The forecast for Thursday night's NBA draft called for a flurry of activity.
But no amount of storm preparations could have readied hoops heads for the shock wave stirring in the Northeast.
Two Atlantic Division rivals, the Boston Celtics and Brooklyn Nets, came together to give the 2013 offseason its first blockbuster trade. Kevin Garnett and Paul Pierce were sent to continue their championship chase with the talent-rich team in Brooklyn, while Bostonians had no other choice but to put their championship hopes on hold indefinitely.
Sam Amick of USA Today filled in the details of the mega-swap. Garnett, Pierce and Jason Terry are heading to the Nets in exchange for Kris Humphries, Gerald Wallace, MarShon Brooks, Keith Bogans and three future first-round draft picks.
Amick reports that in order for Garnett to waive his no-trade clause, Brooklyn had to guarantee his entire $12 million salary for the 2014-15 season which was only half-protected. The deal can't officially be formalized until July 10; 10 days after Pierce's salary for next season becomes fully guaranteed.
After years of speculating when Celtics team president Danny Ainge would finally pull the plug on the Garnett-Pierce-Doc Rivers era in Boston, that time has finally come. All that's left of Boston's last shining moment is the 2008 NBA championship banner that hangs in the crowded rafters of the TD Bank Garden.
But the days of rebuilding have only just begun. Armed with a slew of movable assets, Ainge isn't close to overhauling his roster.
According to NESN's Ben Watanabe, Ainge doesn't plan on trading All-Star point guard Rajon Rondo "right now." Considering Rondo's still rehabbing the torn ACL he suffered in late January, Ainge might not have even any other choice.
Still, it feels like a Rondo move is inevitable. A league executive told NBA.com's Sekou Smith is not "off-limits" and wants to see Ainge's other moves before deciding if he wants to stick around for what could be a long road back to relevance.
An All-Star selection in each of the last four seasons, Rondo maximizes the level of play from his teammates perhaps better than any other point guard in the league. But he can't create masterpieces from a blank canvas; he has to have players around him that are ready, willing and able to produce off of his timely feeds.
If Ainge doesn't find Rondo some help better than Wallace, Jeff Green and Avery Bradley, then Rondo has no way of putting his unique skill set on display.
Rondo's not the only coveted commodity at Ainge's disposal, far from it actually.
Bradley and Jared Sullinger are still working for rookie-scale salaries, so Ainge would just as well keep the pair around.
Everyone else is up for grabs.
Green (two years, $17.9 million remaining with a $9.2 million player option for 2015-16), Wallace (three years, $30-plus million), Brandon Bass (two years, $13.7 million) and Courtney Lee (three years, $16.35 million) are going to be tough to move, but Ainge should be shopping his veterans as hard as he can. Brooks and Jordan Crawford are cheap microwave scorers and potentially intriguing fillers as part of a bigger deal.

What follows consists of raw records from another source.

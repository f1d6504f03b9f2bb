//! Assembles flat anchor detections into the outline tree.
//!
//! Levels are built top-down: every Part first, then every Chapter, then
//! every Section. Each level is sorted into reading order before insertion,
//! so a node is always appended after the siblings that precede it.

use crate::error::{Error, Result};
use crate::model::{Anchor, NodeKind, Outline, OutlineNode, ReadingOrder};
use crate::options::ErrorMode;

/// Builds an [`Outline`] below a table of contents anchor.
#[derive(Debug)]
pub struct OutlineBuilder {
    root: OutlineNode,
    error_mode: ErrorMode,
    diagnostics: Vec<Error>,
}

impl OutlineBuilder {
    /// Start an outline at the given table of contents anchor.
    pub fn new(root: Anchor) -> Self {
        Self {
            root: OutlineNode::new(NodeKind::TableOfContents, root),
            error_mode: ErrorMode::default(),
            diagnostics: Vec::new(),
        }
    }

    /// Start at the earliest of several table of contents detections.
    pub fn from_candidates(candidates: Vec<Anchor>) -> Result<Self> {
        let count = candidates.len();
        let root = candidates
            .into_iter()
            .min_by(|a, b| a.sort_cmp(b))
            .ok_or(Error::MissingAnchor)?;

        log::debug!(
            "Table of contents on page {} ({} candidates)",
            root.page,
            count
        );
        Ok(Self::new(root))
    }

    /// Set error mode.
    pub fn with_error_mode(mut self, mode: ErrorMode) -> Self {
        self.error_mode = mode;
        self
    }

    /// Insert Part anchors below the root.
    pub fn build_parts(&mut self, anchors: Vec<Anchor>) -> Result<usize> {
        self.build_level(NodeKind::Part, anchors)
    }

    /// Insert Chapter anchors below their Parts.
    pub fn build_chapters(&mut self, anchors: Vec<Anchor>) -> Result<usize> {
        self.build_level(NodeKind::Chapter, anchors)
    }

    /// Insert Section anchors below their Chapters.
    pub fn build_sections(&mut self, anchors: Vec<Anchor>) -> Result<usize> {
        self.build_level(NodeKind::Section, anchors)
    }

    /// Anchors skipped in lenient mode, with the reason.
    pub fn diagnostics(&self) -> &[Error] {
        &self.diagnostics
    }

    /// The tree built so far.
    pub fn root(&self) -> &OutlineNode {
        &self.root
    }

    /// Finish and return the outline.
    pub fn finish(self) -> Outline {
        Outline::new(self.root)
    }

    /// Finish and return the outline along with the skipped anchors.
    pub fn into_parts(self) -> (Outline, Vec<Error>) {
        (Outline::new(self.root), self.diagnostics)
    }

    /// Sort and insert one level. Returns the number of inserted nodes.
    fn build_level(&mut self, kind: NodeKind, mut anchors: Vec<Anchor>) -> Result<usize> {
        let Some(parent_kind) = kind.parent_kind() else {
            return Ok(0);
        };

        anchors.sort_by(|a, b| a.sort_cmp(b));

        let total = anchors.len();
        let mut inserted = 0;
        let mut previous: Option<Anchor> = None;

        for anchor in anchors {
            if anchor.reading_order(&self.root.anchor) == ReadingOrder::Before {
                log::debug!(
                    "Ignoring {} on page {} before the table of contents",
                    kind,
                    anchor.page
                );
                continue;
            }

            let duplicate = previous
                .as_ref()
                .is_some_and(|p| p.reading_order(&anchor) == ReadingOrder::Ambiguous);

            let result = if duplicate {
                Err(anchor.ambiguous_error())
            } else {
                previous = Some(anchor.clone());
                self.insert(OutlineNode::new(kind, anchor), parent_kind)
            };

            if self.handle(result)? {
                inserted += 1;
            }
        }

        log::debug!("Inserted {} of {} {} anchors", inserted, total, kind);
        Ok(inserted)
    }

    fn insert(&mut self, node: OutlineNode, parent_kind: NodeKind) -> Result<bool> {
        // Anchors before the root never get here.
        if node.is_before(&self.root) == ReadingOrder::Ambiguous {
            return Err(node.anchor.ambiguous_error());
        }

        if parent_kind == NodeKind::TableOfContents {
            self.root.add(node);
            return Ok(true);
        }

        let parent = self.root.find_parent_for(&node, parent_kind)?;
        parent.add(node);
        Ok(true)
    }

    fn handle(&mut self, result: Result<bool>) -> Result<bool> {
        match result {
            Err(err @ (Error::StructuralMismatch { .. } | Error::AmbiguousOrder { .. }))
                if self.error_mode == ErrorMode::Lenient =>
            {
                log::warn!("Skipping anchor: {}", err);
                self.diagnostics.push(err);
                Ok(false)
            }
            other => other,
        }
    }
}
//! Word grouping module.
//!
//! Clusters the OCR words of a page region into lines and line groups and
//! trims filler tokens such as dot leaders.

mod cleanup;
mod grouper;
mod options;

pub use cleanup::{clean_words, merge_ghost_groups};
pub use grouper::{is_in_line, WordGrouper};
pub use options::{GroupingOptions, IgnorePattern, ProximityThresholds, DEFAULT_IGNORE_PATTERN};
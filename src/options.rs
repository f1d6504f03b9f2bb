//! Extraction options and configuration.

use crate::layout::GroupingOptions;
use crate::outline::AnchorPatterns;

/// Options for extracting an outline and its section text.
#[derive(Debug, Clone, Default)]
pub struct ExtractOptions {
    /// Anchor detection patterns
    pub patterns: AnchorPatterns,

    /// Word grouping configuration
    pub grouping: GroupingOptions,

    /// Error handling mode
    pub error_mode: ErrorMode,

    /// Which pages a section region covers
    pub region_mode: RegionMode,

    /// Whether to cluster regions on the rayon pool
    pub parallel: bool,
}

impl ExtractOptions {
    /// Create new extract options with defaults.
    pub fn new() -> Self {
        Self::default()
    }

    /// Set anchor patterns.
    pub fn with_patterns(mut self, patterns: AnchorPatterns) -> Self {
        self.patterns = patterns;
        self
    }

    /// Set grouping options.
    pub fn with_grouping(mut self, grouping: GroupingOptions) -> Self {
        self.grouping = grouping;
        self
    }

    /// Set error mode.
    pub fn with_error_mode(mut self, mode: ErrorMode) -> Self {
        self.error_mode = mode;
        self
    }

    /// Enable lenient mode (skip misplaced anchors).
    pub fn lenient(mut self) -> Self {
        self.error_mode = ErrorMode::Lenient;
        self
    }

    /// Set region mode.
    pub fn with_region_mode(mut self, mode: RegionMode) -> Self {
        self.region_mode = mode;
        self
    }

    /// Enable or disable parallel processing.
    pub fn with_parallel(mut self, parallel: bool) -> Self {
        self.parallel = parallel;
        self
    }

    /// Disable parallel processing.
    pub fn sequential(mut self) -> Self {
        self.parallel = false;
        self
    }
}

/// Error handling mode during outline construction.
#[derive(Debug, Clone, Copy, PartialEq, Eq, Default)]
pub enum ErrorMode {
    /// Fail on the first misplaced or ambiguous anchor
    #[default]
    Strict,
    /// Skip misplaced anchors and continue
    Lenient,
}

/// Which pages the region of an outline node spans.
#[derive(Debug, Clone, Copy, PartialEq, Eq, Default)]
pub enum RegionMode {
    /// Every page from the node's anchor to the next node's anchor
    #[default]
    Continuous,
    /// Only the page holding the node's anchor
    AnchorPage,
}
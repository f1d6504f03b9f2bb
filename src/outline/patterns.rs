//! Regular expressions that locate outline anchors in the scanned text.

use regex::Regex;

use crate::error::Result;
use crate::model::NodeKind;

/// Default pattern for the table of contents heading.
pub const CONTENTS_PATTERN: &str = r"(?i)(?:table\s*of\s*)?contents";
/// Default pattern for part headings.
pub const PART_PATTERN: &str = r"(?i)^part(?:$|\b)";
/// Default pattern for chapter headings.
pub const CHAPTER_PATTERN: &str = r"(?i)^chap(?:$|\.|ter)";
/// Default pattern for section headings.
pub const SECTION_PATTERN: &str = r"(?i)^sect(?:$|\.|ion)";

/// One pattern per outline level.
#[derive(Debug, Clone)]
pub struct AnchorPatterns {
    pub contents: Regex,
    pub part: Regex,
    pub chapter: Regex,
    pub section: Regex,
}

impl AnchorPatterns {
    /// Replace the table of contents pattern.
    pub fn with_contents(mut self, pattern: &str) -> Result<Self> {
        self.contents = Regex::new(pattern)?;
        Ok(self)
    }

    /// Replace the part pattern.
    pub fn with_part(mut self, pattern: &str) -> Result<Self> {
        self.part = Regex::new(pattern)?;
        Ok(self)
    }

    /// Replace the chapter pattern.
    pub fn with_chapter(mut self, pattern: &str) -> Result<Self> {
        self.chapter = Regex::new(pattern)?;
        Ok(self)
    }

    /// Replace the section pattern.
    pub fn with_section(mut self, pattern: &str) -> Result<Self> {
        self.section = Regex::new(pattern)?;
        Ok(self)
    }

    /// The pattern for a level.
    pub fn for_kind(&self, kind: NodeKind) -> &Regex {
        match kind {
            NodeKind::TableOfContents => &self.contents,
            NodeKind::Part => &self.part,
            NodeKind::Chapter => &self.chapter,
            NodeKind::Section => &self.section,
        }
    }
}

impl Default for AnchorPatterns {
    fn default() -> Self {
        Self {
            contents: Regex::new(CONTENTS_PATTERN).expect("valid contents pattern"),
            part: Regex::new(PART_PATTERN).expect("valid part pattern"),
            chapter: Regex::new(CHAPTER_PATTERN).expect("valid chapter pattern"),
            section: Regex::new(SECTION_PATTERN).expect("valid section pattern"),
        }
    }
}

To fuel one of those large-scale swaps, Ainge has a few heavy hitters to get buyers' attention.
Humphries (a career 6.6 points-per-game scorer) hasn't looked this attractive since he had ex-wife Kim Kardashian on his arm. His expiring $12 million is a potential gold mine for Boston, with the 2014 summer potentially yielding superstar talents in both the free-agent market and the draft.
The real prize for Boston, though, could come in the form of its own draft picks and that trio of choices coming from Brooklyn. The 2014 selection reportedly comes with protections (and, as Amick notes, could potentially be swapped with the Atlanta Hawks in the unlikely event that it's the worse of these two picks), but the pair of picks for 2016 and 2018 are protection-free.
I can't tell you who's coming down the pipeline in those drafts, but I can point to the fact that there could be a drastically different team in Brooklyn by that time. Garnett, Pierce and Terry are all at least 35 years old, and Joe Johnson is 32.
The Nets pulled the trigger on this deal for the chance to win now. Winning in 2015-16 is, at best, out of their minds or, at worst, outside the realm of realistic possibilities.
Watching a championship hopeful roster transition to a full-on youth movement is an exhaustive exercise. No matter if those title dreams were a bit far-fetched, their existence was undeniable nonetheless.
That's obviously no longer the case. Playoff hopes may even be hard to come by over the next few seasons.
Yet as painful as it may sound, Celtics fans have to find a way to embrace this process.
There's no telling what lies ahead for this franchise. But those uncertain thoughts and endless possibilities are all part of the fun.
Ainge doesn't shy away from bold decisions. His next could be the turning point for restoring relevance to one of the league's most storied organizations.